Brian Maranan Pineda
Getting Avery to take a midday snooze session has been a battle since she was born. For years, I fought long and hard to get her to sleep for at least an hour while she protested in any way she could: screaming, banging her head, and even once vaulting out of her crib. Then one day I discovered that no shut-eye also meant no fight at bedtime. Sure, I had to endure a cranky afternoon. If she started to drift off, I'd immediately wake her up by tickling her or playing loud music, even though I knew she could use the extra shut-eye. But passing on her nap ensured that Avery passed right out by 7 P.M., giving me an evening to do all the things I longed to do: read, e-mail, and catch up on Glee.
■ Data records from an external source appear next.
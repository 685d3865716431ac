//! Permission voting
//!
//! The planner asks a [`PermissionVoter`] which abilities each verdict needs
//! and, after fixpoint, whether the actor holds them.

use crate::types::{Ability, AbilitySet, Action, Actor, Details, OperationKind};
use graphop_schema::ModelRef;
use std::collections::BTreeMap;

/// Decides which abilities a node needs and whether an actor holds them
pub trait PermissionVoter: std::fmt::Debug {
    /// Abilities needed to apply the node's current verdict
    fn required_abilities(&self, node: &Details, kind: OperationKind) -> AbilitySet {
        default_abilities(node.action, kind)
    }

    /// Whether `actor` holds every ability in `abilities` on `subject`
    fn has_abilities(&self, actor: &Actor, subject: ModelRef, abilities: &AbilitySet) -> bool;
}

/// Abilities implied by a verdict under an operation
#[must_use]
pub fn default_abilities(action: Action, kind: OperationKind) -> AbilitySet {
    let ability = match (action, kind) {
        (Action::Delete, _) => Some(Ability::Delete),
        (Action::Include, OperationKind::Delete) => Some(Ability::Delete),
        (Action::Include, OperationKind::Chown) => Some(Ability::Own),
        (Action::Include, OperationKind::Chgrp) => Some(Ability::Chgrp),
        (Action::Include, OperationKind::Chmod) => Some(Ability::Chmod),
        _ => None,
    };
    ability.into_iter().collect()
}

/// Voter backed by explicit denials
///
/// Everything is allowed unless denied; administrators ignore denials.
#[derive(Debug, Clone, Default)]
pub struct StaticVoter {
    denied: BTreeMap<ModelRef, AbilitySet>,
}

impl StaticVoter {
    /// Voter that allows everything
    #[must_use]
    pub fn allow_all() -> Self {
        Self::default()
    }

    /// Deny `ability` on `subject` to non-administrators
    #[must_use]
    pub fn deny(mut self, subject: ModelRef, ability: Ability) -> Self {
        self.denied.entry(subject).or_default().insert(ability);
        self
    }

    /// Number of objects with denials
    #[inline]
    #[must_use]
    pub fn denial_count(&self) -> usize {
        self.denied.len()
    }
}

impl PermissionVoter for StaticVoter {
    fn has_abilities(&self, actor: &Actor, subject: ModelRef, abilities: &AbilitySet) -> bool {
        if actor.admin || abilities.is_empty() {
            return true;
        }
        match self.denied.get(&subject) {
            Some(denied) => denied.is_disjoint(abilities),
            None => true,
        }
    }
}

#[cfg(test)]
mod tests {
    use super::*;
    use graphop_schema::{ClassSpec, SchemaBuilder};

    fn subject() -> ModelRef {
        let schema = SchemaBuilder::new().class(ClassSpec::new("Image")).build().unwrap();
        ModelRef::new(schema.resolve("Image").unwrap(), 1)
    }

    #[test]
    fn verdicts_map_to_abilities() {
        assert_eq!(
            default_abilities(Action::Delete, OperationKind::Chgrp),
            AbilitySet::from([Ability::Delete])
        );
        assert_eq!(
            default_abilities(Action::Include, OperationKind::Chown),
            AbilitySet::from([Ability::Own])
        );
        assert!(default_abilities(Action::Include, OperationKind::FindChildren).is_empty());
        assert!(default_abilities(Action::Exclude, OperationKind::Delete).is_empty());
    }

    #[test]
    fn denials_apply_to_users_only() {
        let image = subject();
        let voter = StaticVoter::allow_all().deny(image, Ability::Delete);
        let wanted = AbilitySet::from([Ability::Delete]);

        assert!(!voter.has_abilities(&Actor::user(2, 1), image, &wanted));
        assert!(voter.has_abilities(&Actor::admin(0, 0), image, &wanted));
        assert!(voter.has_abilities(&Actor::user(2, 1), image, &AbilitySet::from([Ability::Own])));
        assert_eq!(voter.denial_count(), 1);
    }
}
GIVE UP THE GUILT "It's okay for kids to skip a nap once they've reached age 3," says Jennifer Waldburger, a sleep consultant in Los Angeles and coauthor of The Sleepeasy Solution. Even with some younger kids, if napping clearly interferes with the ability to fall asleep at a reasonable evening hour -- by 8:30 P.M. for kids up to age 6 -- Waldburger says it's a worthwhile trade-off.
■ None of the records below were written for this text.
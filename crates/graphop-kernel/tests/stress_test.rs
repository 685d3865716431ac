//! Stress tests - planning must not depend on batching, and random worlds
//! must keep every invariant
//!
//! Run with: cargo test --package graphop-kernel --test stress_test

use graphop_kernel::policy::{BasePolicy, ReviewContext};
use graphop_kernel::test_harness::ImagingWorld;
use graphop_kernel::*;
use graphop_schema::ModelRef;
use parking_lot::Mutex;
use proptest::prelude::*;
use std::collections::HashMap;
use std::sync::Arc;
use std::time::Instant;

fn world(images: usize, rois: usize) -> ImagingWorld {
    let mut world = ImagingWorld::project_with_images(images).unwrap();
    let other = world.add_dataset("other");
    world.link_dataset_image(other, world.images[0]);
    for image in world.images.clone().into_iter().take(rois) {
        world.add_roi(image, 2);
        world.annotate(image, None);
    }
    world
}

fn dry_run(world: &mut ImagingWorld, batch_size: usize, operation: Operation) -> OperationResponse {
    let config = EngineConfig::default().with_batch_size(batch_size);
    let engine = Engine::new(world.schema.clone(), &config, Box::new(StaticVoter::allow_all())).unwrap();
    let request = OperationRequest::new(operation)
        .target("Project", [world.project.id])
        .dry_run(true);
    let mut ctx = StepContext::new(&mut world.store);
    engine.run(&request, Actor::user(1, 1), &mut ctx).unwrap()
}

/// Remembers the orphan status of every node after each review and notes
/// any terminal status that changes later
#[derive(Debug, Clone, Default)]
struct OrphanLedger {
    seen: Arc<Mutex<HashMap<ModelRef, Orphan>>>,
    reverted: Arc<Mutex<Vec<(ModelRef, Orphan, Orphan)>>>,
}

impl PolicyAdjuster for OrphanLedger {
    fn name(&self) -> &'static str {
        "orphan-ledger"
    }

    fn adjust_after_review(&mut self, node: &Details, _ctx: &ReviewContext<'_>) -> Option<Details> {
        let mut seen = self.seen.lock();
        if let Some(previous) = seen.insert(node.subject, node.orphan) {
            if previous.is_terminal() && previous != node.orphan {
                self.reverted.lock().push((node.subject, previous, node.orphan));
            }
        }
        None
    }

    fn clean_instance(&self) -> Result<Box<dyn PolicyAdjuster>, GraphError> {
        Ok(Box::new(Self::default()))
    }
}

fn operations() -> impl Strategy<Value = Operation> {
    prop_oneof![
        Just(Operation::Delete),
        (2..5u64).prop_map(|user| Operation::Chown { user }),
        (2..5u64).prop_map(|group| Operation::Chgrp { group }),
        Just(Operation::Chmod { permissions: 0o600 }),
        Just(Operation::Duplicate {
            duplicate: vec!["Dataset".into(), "ProjectDatasetLink".into(), "DatasetImageLink".into(), "Image".into(), "Pixels".into()],
            reference: vec![],
            ignore: vec![],
        }),
    ]
}

proptest! {
    #[test]
    fn prop_orphan_status_is_terminal(images in 1..6usize, rois in 0..3usize, batch_size in 1..5usize, regroup in any::<bool>()) {
        let world = world(images, rois);
        let kind = if regroup { OperationKind::Chgrp } else { OperationKind::Delete };
        let config = EngineConfig::default().with_batch_size(batch_size).resolve(&world.schema).unwrap();
        let actor = Actor::user(1, 1);
        let voter = StaticVoter::allow_all();
        let ledger = OrphanLedger::default();
        let chain = PolicyChain::new(BasePolicy::for_kind(kind)).wrap(ledger.clone());

        let plan = Planner::new(&world.schema, &config, kind, &actor, &voter, chain)
            .plan(&world.store, &[world.project])
            .unwrap();
        prop_assert!(!plan.to_delete.is_empty() || !plan.to_process.is_empty());
        prop_assert!(ledger.seen.lock().values().any(|o| o.is_terminal()), "no orphan was ever resolved");
        let reverted = ledger.reverted.lock().clone();
        prop_assert!(reverted.is_empty(), "terminal orphan statuses changed: {:?}", reverted);
    }

    #[test]
    fn prop_dry_run_leaves_store_untouched(images in 1..6usize, rois in 0..3usize, batch_size in 1..5usize, operation in operations()) {
        let mut world = world(images, rois);
        let file = world.add_original_file(world.images[0]);
        let before = world.store.clone();
        let config = EngineConfig::default().with_batch_size(batch_size).with_file_class("OriginalFile");
        let engine = Engine::new(world.schema.clone(), &config, Box::new(StaticVoter::allow_all())).unwrap();
        let request = OperationRequest::new(operation)
            .target("Project", [world.project.id])
            .dry_run(true);

        let mut ctx = StepContext::new(&mut world.store).with_files(&mut world.files);
        let response = engine.run(&request, Actor::user(1, 1), &mut ctx).unwrap();
        drop(ctx);

        prop_assert!(response.dry_run);
        prop_assert_eq!(response.files_deleted, 0);
        prop_assert!(response.duplicates.is_empty());
        prop_assert!(world.files.exists(file));
        prop_assert!(world.files.removed().is_empty());
        prop_assert!(world.store == before);
    }

    #[test]
    fn prop_dry_runs_are_deterministic(images in 1..6usize, rois in 0..3usize, batch_size in 1..5usize) {
        let mut world = world(images, rois);
        let before = world.store.clone();
        let first = dry_run(&mut world, batch_size, Operation::Delete);
        let second = dry_run(&mut world, batch_size, Operation::Delete);
        prop_assert_eq!(&first, &second);
        prop_assert!(world.store == before);
    }

    #[test]
    fn prop_plans_do_not_depend_on_batch_size(images in 1..6usize, rois in 0..3usize, batch_size in 1..5usize) {
        let mut world = world(images, rois);
        for operation in [Operation::Delete, Operation::Chgrp { group: 3 }] {
            let batched = dry_run(&mut world, batch_size, operation.clone());
            let whole = dry_run(&mut world, 256, operation);
            prop_assert_eq!(&batched.processed, &whole.processed);
            prop_assert_eq!(&batched.deleted, &whole.deleted);
            prop_assert_eq!(batched.unlinked, whole.unlinked);
        }
    }
}

#[test]
fn stress_test_random_worlds() {
    let start = Instant::now();
    let report = TestHarness::run_stress_test(8, 100);
    println!(
        "  {} worlds of up to {} images in {:.2}s, {} violations",
        report.worlds,
        report.max_images,
        start.elapsed().as_secs_f64(),
        report.violations
    );
    assert!(report.success, "stress test found {} violations", report.violations);
}

#[test]
fn stress_test_large_project() {
    let mut world = ImagingWorld::project_with_images(2_000).unwrap();
    let config = EngineConfig::default().with_batch_size(100);
    let engine = Engine::new(world.schema.clone(), &config, Box::new(StaticVoter::allow_all())).unwrap();
    let request = OperationRequest::new(Operation::Delete).target("Project", [world.project.id]);

    let start = Instant::now();
    let mut ctx = StepContext::new(&mut world.store);
    let response = engine.run(&request, Actor::user(1, 1), &mut ctx).unwrap();
    let elapsed = start.elapsed();

    assert_eq!(response.deleted["Image"].len(), 2_000);
    assert!(world.store.is_empty());
    assert!(
        elapsed < std::time::Duration::from_secs(20),
        "large delete too slow: {:.2}s",
        elapsed.as_secs_f64()
    );
}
MAKE IT BETTER While your kid is transitioning out of the nap zone, set aside some time during the day for low-key activities, such as coloring or reading, to give her body a rest, suggests Waldburger. "If your child falls asleep in the stroller or car during the day, it's okay to gently wake her," says Waldburger. And what if she's not getting the 11 to 13 hours a day she needs? (On average, preschoolers fall short in the snooze department, logging 9.6 hours, according to The National Sleep Foundation in Washington, D.C.) "Shift her bedtime earlier, by 30 to 60 minutes, to compensate," Waldburger says.